Every now and then I flirt with one of these approaches. Last year, I spent a couple of days making notes on index cards of the plentiful and fascinating ideas in Tim Harford’s “Messy”. I hoped that as a result they might stick. They didn’t. Even though the ideas in the book resonated strongly with me, the only thing I can recall from it now is the story behind Keith Jarrett’s ‘Cologne Concert’ (and since for thirty years or so that has been one of my favourite pieces of music it’s hardly surprising I remembered that. Though now I come to think of it, that might have been in another book of his – “Adapt”. You see what I mean?).

So instead I have decided to give up the struggle to remember and organise what I read (whether in my mind or in some ingenious filing system). I am going to ignore all the advice that people are so keen to give me and devote my attention and energy to a different struggle, which I find far more interesting.

This is the struggle I have with the whole idea that memory and recall are what matter most. That doesn’t seem to be the way my own particular mind works – in so much as it can be said to ‘work’ at all. For me reading, like life itself, is far more mysterious, far more oblique and far more delightful than that. I don’t read solely to remember any more than I eat simply to refuel.

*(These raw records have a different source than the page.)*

//! Execution and debug options
//!
//! The option sets start from fixed per-workflow base lists and are then
//! extended by an ordered `{condition, option}` table: a true condition
//! selects the option, a false one excludes it. The two sets stay
//! disjoint; a later entry for the same option wins.

use indexmap::IndexSet;
use serde::{Deserialize, Serialize};

/// Projection execution switches understood by the projection service
#[derive(Debug, Clone, Copy, PartialEq, Eq, Hash, PartialOrd, Ord, Serialize, Deserialize)]
#[serde(rename_all = "camelCase")]
#[allow(missing_docs)]
pub enum ExecutionOption {
    AllowAggressiveValueEstimation,
    BackGrowEnabled,
    DoAllowBasalAreaAndTreesPerHectareValueSubstitution,
    DoDelayExecutionFolderDeletion,
    DoEnableDebugLogging,
    DoEnableErrorLogging,
    DoEnableProgressLogging,
    DoEnableProjectionReport,
    DoForceCurrentYearInclusionInYieldTables,
    DoForceReferenceYearInclusionInYieldTables,
    DoIncludeAgeRowsInYieldTable,
    DoIncludeColumnHeadersInYieldTable,
    DoIncludeFileHeader,
    DoIncludePolygonRecordIdInYieldTable,
    DoIncludeProjectedCFSBiomass,
    DoIncludeProjectedMOFBiomass,
    DoIncludeProjectedMOFVolumes,
    DoIncludeProjectionFiles,
    DoIncludeProjectionModeInYieldTable,
    DoIncludeSecondarySpeciesDominantHeightInYieldTable,
    DoIncludeSpeciesProjection,
    DoIncludeYearRowsInYieldTable,
    DoSaveIntermediateFiles,
    DoSummarizeProjectionByLayer,
    DoSummarizeProjectionByPolygon,
    ForwardGrowEnabled,
    ReportIncludeCloseUtilizationVolume,
    ReportIncludeCulminationValues,
    ReportIncludeNDWasteBrkgVolume,
    ReportIncludeNDWasteVolume,
    ReportIncludeNetDecayVolume,
    ReportIncludeSpeciesComp,
    ReportIncludeVolumeMAI,
    ReportIncludeWholeStemVolume,
}

/// Debug output switches
#[derive(Debug, Clone, Copy, PartialEq, Eq, Hash, Serialize, Deserialize)]
#[serde(rename_all = "camelCase")]
#[allow(missing_docs)]
pub enum DebugOption {
    DoIncludeDebugTimestamps,
    DoIncludeDebugEntryExit,
    DoIncludeDebugIndentBlocks,
    DoIncludeDebugRoutineNames,
}

impl DebugOption {
    /// Every debug option
    pub const ALL: [Self; 4] = [
        Self::DoIncludeDebugTimestamps,
        Self::DoIncludeDebugEntryExit,
        Self::DoIncludeDebugIndentBlocks,
        Self::DoIncludeDebugRoutineNames,
    ];
}

/// One row of an option table
#[derive(Debug, Clone, Copy, PartialEq, Eq)]
pub struct OptionMapping {
    /// Selects the option when true, excludes it otherwise
    pub condition: bool,
    /// Option controlled by the row
    pub option: ExecutionOption,
}

impl OptionMapping {
    /// Create mapping
    #[inline]
    #[must_use]
    pub const fn new(condition: bool, option: ExecutionOption) -> Self {
        Self { condition, option }
    }
}

/// Selected and excluded options, kept disjoint
#[derive(Debug, Clone, Default, PartialEq, Eq)]
pub struct OptionSets<T: std::hash::Hash + Eq> {
    selected: IndexSet<T>,
    excluded: IndexSet<T>,
}

impl<T: std::hash::Hash + Eq + Copy> OptionSets<T> {
    /// Start from base lists
    #[must_use]
    pub fn from_base(selected: &[T], excluded: &[T]) -> Self {
        let mut sets = Self {
            selected: IndexSet::new(),
            excluded: IndexSet::new(),
        };
        for &option in selected {
            sets.select(option);
        }
        for &option in excluded {
            sets.exclude(option);
        }
        sets
    }

    /// Move an option into the selected set
    pub fn select(&mut self, option: T) {
        self.excluded.shift_remove(&option);
        self.selected.insert(option);
    }

    /// Move an option into the excluded set
    pub fn exclude(&mut self, option: T) {
        self.selected.shift_remove(&option);
        self.excluded.insert(option);
    }

    /// Check if an option is selected
    #[must_use]
    pub fn is_selected(&self, option: T) -> bool {
        self.selected.contains(&option)
    }

    /// Check if an option is excluded
    #[must_use]
    pub fn is_excluded(&self, option: T) -> bool {
        self.excluded.contains(&option)
    }

    /// Selected options in insertion order
    #[must_use]
    pub fn selected(&self) -> Vec<T> {
        self.selected.iter().copied().collect()
    }

    /// Excluded options in insertion order
    #[must_use]
    pub fn excluded(&self) -> Vec<T> {
        self.excluded.iter().copied().collect()
    }

    /// Split into `(selected, excluded)`
    #[must_use]
    pub fn into_parts(self) -> (Vec<T>, Vec<T>) {
        (self.selected.into_iter().collect(), self.excluded.into_iter().collect())
    }
}

impl OptionSets<ExecutionOption> {
    /// Apply an option table in order
    pub fn apply(&mut self, mappings: &[OptionMapping]) {
        for mapping in mappings {
            if mapping.condition {
                self.select(mapping.option);
            } else {
                self.exclude(mapping.option);
            }
        }
    }
}

/// Always-selected options of the manual-entry workflow
pub const MANUAL_BASE_SELECTED: &[ExecutionOption] = &[
    ExecutionOption::DoIncludeAgeRowsInYieldTable,
    ExecutionOption::DoIncludeColumnHeadersInYieldTable,
    ExecutionOption::DoEnableProgressLogging,
    ExecutionOption::DoEnableErrorLogging,
    ExecutionOption::DoEnableDebugLogging,
    ExecutionOption::DoEnableProjectionReport,
    ExecutionOption::AllowAggressiveValueEstimation,
    ExecutionOption::DoIncludeFileHeader,
    ExecutionOption::DoSummarizeProjectionByLayer,
    ExecutionOption::ReportIncludeWholeStemVolume,
    ExecutionOption::ReportIncludeCloseUtilizationVolume,
    ExecutionOption::ReportIncludeNetDecayVolume,
    ExecutionOption::ReportIncludeNDWasteVolume,
    ExecutionOption::ReportIncludeNDWasteBrkgVolume,
];

/// Always-excluded options of the manual-entry workflow
pub const MANUAL_BASE_EXCLUDED: &[ExecutionOption] = &[
    ExecutionOption::DoSaveIntermediateFiles,
    ExecutionOption::DoForceReferenceYearInclusionInYieldTables,
    ExecutionOption::DoForceCurrentYearInclusionInYieldTables,
    ExecutionOption::DoIncludeProjectionModeInYieldTable,
    ExecutionOption::DoIncludeYearRowsInYieldTable,
    ExecutionOption::DoIncludePolygonRecordIdInYieldTable,
    ExecutionOption::DoSummarizeProjectionByPolygon,
    ExecutionOption::DoIncludeProjectedMOFBiomass,
    ExecutionOption::DoAllowBasalAreaAndTreesPerHectareValueSubstitution,
    ExecutionOption::DoIncludeProjectionFiles,
    ExecutionOption::DoDelayExecutionFolderDeletion,
];

/// Always-selected options of the file-upload workflow
pub const FILE_UPLOAD_BASE_SELECTED: &[ExecutionOption] = &[
    ExecutionOption::DoIncludeFileHeader,
    ExecutionOption::DoIncludeAgeRowsInYieldTable,
    ExecutionOption::DoIncludeYearRowsInYieldTable,
    ExecutionOption::DoIncludeColumnHeadersInYieldTable,
    ExecutionOption::DoAllowBasalAreaAndTreesPerHectareValueSubstitution,
    ExecutionOption::DoEnableProgressLogging,
    ExecutionOption::DoEnableErrorLogging,
    ExecutionOption::DoEnableDebugLogging,
];

/// Always-excluded options of the file-upload workflow
pub const FILE_UPLOAD_BASE_EXCLUDED: &[ExecutionOption] = &[
    ExecutionOption::DoSaveIntermediateFiles,
    ExecutionOption::AllowAggressiveValueEstimation,
    ExecutionOption::DoIncludeProjectionFiles,
    ExecutionOption::DoDelayExecutionFolderDeletion,
    ExecutionOption::DoIncludeProjectedMOFBiomass,
    ExecutionOption::ReportIncludeWholeStemVolume,
    ExecutionOption::ReportIncludeCloseUtilizationVolume,
    ExecutionOption::ReportIncludeNetDecayVolume,
    ExecutionOption::ReportIncludeNDWasteVolume,
    ExecutionOption::ReportIncludeNDWasteBrkgVolume,
    ExecutionOption::ReportIncludeVolumeMAI,
    ExecutionOption::ReportIncludeSpeciesComp,
    ExecutionOption::ReportIncludeCulminationValues,
];

/// Debug options: all selected when enabled, all excluded otherwise
#[must_use]
pub fn build_debug_options(enabled: bool) -> OptionSets<DebugOption> {
    if enabled {
        OptionSets::from_base(&DebugOption::ALL, &[])
    } else {
        OptionSets::from_base(&[], &DebugOption::ALL)
    }
}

Books wash over me, like waves of the sea washing over a rocky beach. The water retreats, but in all sorts of nooks and crannies little puddles remain – disconnected now from the wave that they were part of it, forming a miniature world of their own. As another wave crashes in they might coalesce with a nearby pool, or fragment into several smaller ones, or seep through a crack and disappear into one lower down. The ceaseless force and pressure of wave after wave, shape and form the rocks themselves, creating new nooks in which new pools can form, or settle, or stagnate. And, in time, whole slabs of rock are moved by the turning tides and shifting sands, by seasons and storms eroding and creating as they pass.

 To focus only on what we remember assumes that only that which is visible, discrete, and at hand is all there is, or all that matters. Yet the mind is surely more than a collection of flotsam and jetsam stranded on the shoreline of consciousness? Any episode or incident I can consciously recall is a memory of a memory, a story encoded and transcripted into a piece of simplified schtick, distanced, if not completely divorced, from the experience that gave birth to it.  

Recollection is a fickle creature. My friend the Spanish poet and novelist Tomas Salvador believed that true memory (“a vast, dimly-lit warehouse”) is always involuntary – it comes to us of its own accord and does not submit to our clumsy, deliberate efforts. If so, then most of what we say we remember is not true memory at all. True memory is that sparked off by a smell, a thought, a desire, the sound of a footfall, the shape of a cheek. It does not obey conscious thought at all.

Thus a book I do not remember may have had an effect on me I cannot discern. Who knows what seeds may be planted by a phrase or idea I have read but cannot recall, what fires its sparks may, one day, invisibly ignite? Why, I wonder, do we believe that all understanding must, necessarily, leave a trace of how it came to be?

It seems far more fitting and fruitful to think of my mind as a compost heap not a computer. The experience of being me rarely, if ever, involves singular, unitary pieces of unambiguous recollection or experience, neatly and precisely labelled and located. For me memory is a place where eggshells, rotting cabbage, stale bread and orange peel combine in the presence of moisture and heat to create something else. Given enough time a rich, dark, loamy soil emerges which reveals no sign of its stinking, leftover origins.

I am more than I can recall. I am irregular, ragged, incomplete, inconsistent. I am the ebb and flow of feeling, I am relationships. I am all the books I have ever read, all the experiences I have ever had and all the people I have ever known and loved. They are in me and are part of me, even if I can’t remember them at all.

[1] I am talking here mostly of non-fiction – of science and philosophy and business books. What little fiction I do read I forget all of, without exception.